Lions of Njombe, Tanzania

In 1932, a pride of lions in the town of Njombe, Tanzania went on a killing spree after a witchdoctor reportedly cast a spell on them to kill his own people after he was removed from his post.
The pride was said to have killed more than 1,500 tribesmen.
The killing stopped when George Rushby, a famous hunter, started killing lions in the area (he killed 15), driving the pride away.

Two Toed Tom

This four and a half meters alligator terrorized the residents living along the swamps bordering Florida and Alabama in the 20s. It got its name after having lost all toes in his left paw, except two, from a trap.
He became a nuisance after killing cows, mules and, of course, people. He was hunted vigorously but bullets seemed to have no effect on him, even a bucket of dynamite. Two Toed Tom was never captured or killed.
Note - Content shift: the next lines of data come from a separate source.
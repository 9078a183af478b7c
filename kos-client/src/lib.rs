//! Kos Client - HTTP client and local state store for kos-server
//!
//! [`KosClient`] talks to the REST API; [`AppStore`] keeps rooms, bookings
//! and the signed-in user in memory and persists them to a JSON file.

pub mod config;
pub mod error;
pub mod http;
pub mod storage;
pub mod store;

pub use config::ClientConfig;
pub use error::{ClientError, ClientResult};
pub use http::KosClient;
pub use storage::LocalStorage;
pub use store::{AppStore, BookingPatch, ClientBooking, ExtendBooking, StoreState};

// Re-export shared types for convenience
pub use shared::error::{ApiResponse, ErrorCode};
pub use shared::models::{LoginResponse, UserInfo};
//! The caller's own profile

use shared::error::{AppError, ErrorCode};
use shared::models::{
    ChangePasswordRequest, ProfileResponse, ProfileUpdate, TenantProfile, UserInfo,
    validate_nik, validate_phone,
};
use shared::util::parse_date;
use sqlx::SqlitePool;
use validator::Validate;

use super::auth::check_password_length;
use crate::auth::{hash_password, verify_password};
use crate::db;
use crate::db::tenants::ProfileChanges;
use crate::error::ServiceResult;
use crate::state::AppState;
use crate::uploads::UploadedFile;

fn trimmed(value: &Option<String>) -> Option<String> {
    value.as_deref().map(str::trim).filter(|v| !v.is_empty()).map(str::to_string)
}

async fn load_profile(pool: &SqlitePool, user_id: i64) -> ServiceResult<TenantProfile> {
    db::tenants::find_by_user(pool, user_id)
        .await?
        .ok_or_else(|| AppError::new(ErrorCode::ProfileNotFound).into())
}

pub async fn get_profile(pool: &SqlitePool, user_id: i64) -> ServiceResult<ProfileResponse> {
    let user = db::users::find_by_id(pool, user_id)
        .await?
        .ok_or_else(|| AppError::not_found("User"))?;
    let profile = load_profile(pool, user_id).await?;
    Ok(ProfileResponse {
        user: UserInfo::from(&user),
        profile,
    })
}

/// Check and normalize an update; `None` fields keep their stored values
pub fn validate_update(update: &ProfileUpdate) -> ServiceResult<ProfileChanges> {
    let nik = trimmed(&update.nik);
    if let Some(nik) = &nik
        && !validate_nik(nik)
    {
        return Err(AppError::new(ErrorCode::InvalidNik).into());
    }
    let phone = trimmed(&update.phone);
    if let Some(phone) = &phone
        && !validate_phone(phone)
    {
        return Err(AppError::new(ErrorCode::InvalidPhone).into());
    }
    let birth_date = match trimmed(&update.birth_date) {
        Some(raw) => Some(parse_date(&raw).ok_or_else(|| {
            AppError::with_message(ErrorCode::InvalidDate, "Birth date must be YYYY-MM-DD")
        })?),
        None => None,
    };

    let normalized = ProfileUpdate {
        nik: nik.clone(),
        phone: phone.clone(),
        ..update.clone()
    };
    normalized.validate().map_err(AppError::from)?;

    Ok(ProfileChanges {
        full_name: trimmed(&update.full_name),
        email: trimmed(&update.email).map(|e| e.to_lowercase()),
        nik,
        phone,
        birth_date,
        home_address: trimmed(&update.home_address),
        gender: update.gender,
    })
}

pub async fn update_profile(pool: &SqlitePool, user_id: i64, update: &ProfileUpdate) -> ServiceResult<ProfileResponse> {
    let changes = validate_update(update)?;
    load_profile(pool, user_id).await?;

    if let Some(email) = &changes.email
        && db::tenants::email_in_use(pool, email, user_id).await?
    {
        return Err(AppError::new(ErrorCode::EmailTaken).into());
    }

    db::tenants::update(pool, user_id, &changes).await?;
    tracing::info!(user_id, "Profile updated");
    get_profile(pool, user_id).await
}

pub async fn upload_photo(state: &AppState, user_id: i64, file: &UploadedFile) -> ServiceResult<TenantProfile> {
    load_profile(state.pool(), user_id).await?;
    let url = state.uploads.save_image("profiles", &file.data, &file.filename).await?;
    db::tenants::set_photo(state.pool(), user_id, &url).await?;
    load_profile(state.pool(), user_id).await
}

pub async fn change_password(pool: &SqlitePool, user_id: i64, req: &ChangePasswordRequest) -> ServiceResult<()> {
    let user = db::users::find_by_id(pool, user_id)
        .await?
        .ok_or_else(|| AppError::not_found("User"))?;
    if !verify_password(&req.old_password, &user.password_hash) {
        return Err(AppError::with_message(ErrorCode::InvalidCredentials, "Old password is incorrect").into());
    }
    check_password_length(&req.new_password)?;

    let hash = hash_password(&req.new_password)
        .map_err(|e| AppError::internal(format!("Password hashing failed: {e}")))?;
    db::users::update_password(pool, user_id, &hash).await?;
    tracing::info!(user_id, "Password changed");
    Ok(())
}

#[cfg(test)]
mod tests {
    use super::*;

    fn code_of(result: ServiceResult<ProfileChanges>) -> ErrorCode {
        match result {
            Err(crate::error::ServiceError::App(e)) => e.code,
            other => panic!("expected app error, got {other:?}"),
        }
    }

    #[test]
    fn test_validate_update_codes() {
        let bad_nik = ProfileUpdate {
            nik: Some("12345".into()),
            ..Default::default()
        };
        assert_eq!(code_of(validate_update(&bad_nik)), ErrorCode::InvalidNik);

        let bad_phone = ProfileUpdate {
            phone: Some("0712345678".into()),
            ..Default::default()
        };
        assert_eq!(code_of(validate_update(&bad_phone)), ErrorCode::InvalidPhone);

        let bad_date = ProfileUpdate {
            birth_date: Some("01-02-2000".into()),
            ..Default::default()
        };
        assert_eq!(code_of(validate_update(&bad_date)), ErrorCode::InvalidDate);
    }

    #[test]
    fn test_validate_update_normalizes() {
        let update = ProfileUpdate {
            full_name: Some("  Siti Aminah ".into()),
            email: Some("Siti@Example.com".into()),
            nik: Some(" 3201234567890123 ".into()),
            phone: Some("".into()),
            ..Default::default()
        };
        let changes = validate_update(&update).unwrap();
        assert_eq!(changes.full_name.as_deref(), Some("Siti Aminah"));
        assert_eq!(changes.email.as_deref(), Some("siti@example.com"));
        assert_eq!(changes.nik.as_deref(), Some("3201234567890123"));
        assert!(changes.phone.is_none());
    }
}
On the contrary, so many people in the 80s reported to have seen a two toed alligator.

The New Jersey Shark:

This incident happened when scientists knew little of sharks. They even thought they were harmless. Not this one.
It roamed the waters along New Jersey in 1916, shallow or deep, attacking people. It attacked five people, killing four. In July of that same year, a young female Great White Shark was captured in the Rattan Bay, near the Matawan Creek, where the last three attacks occurred.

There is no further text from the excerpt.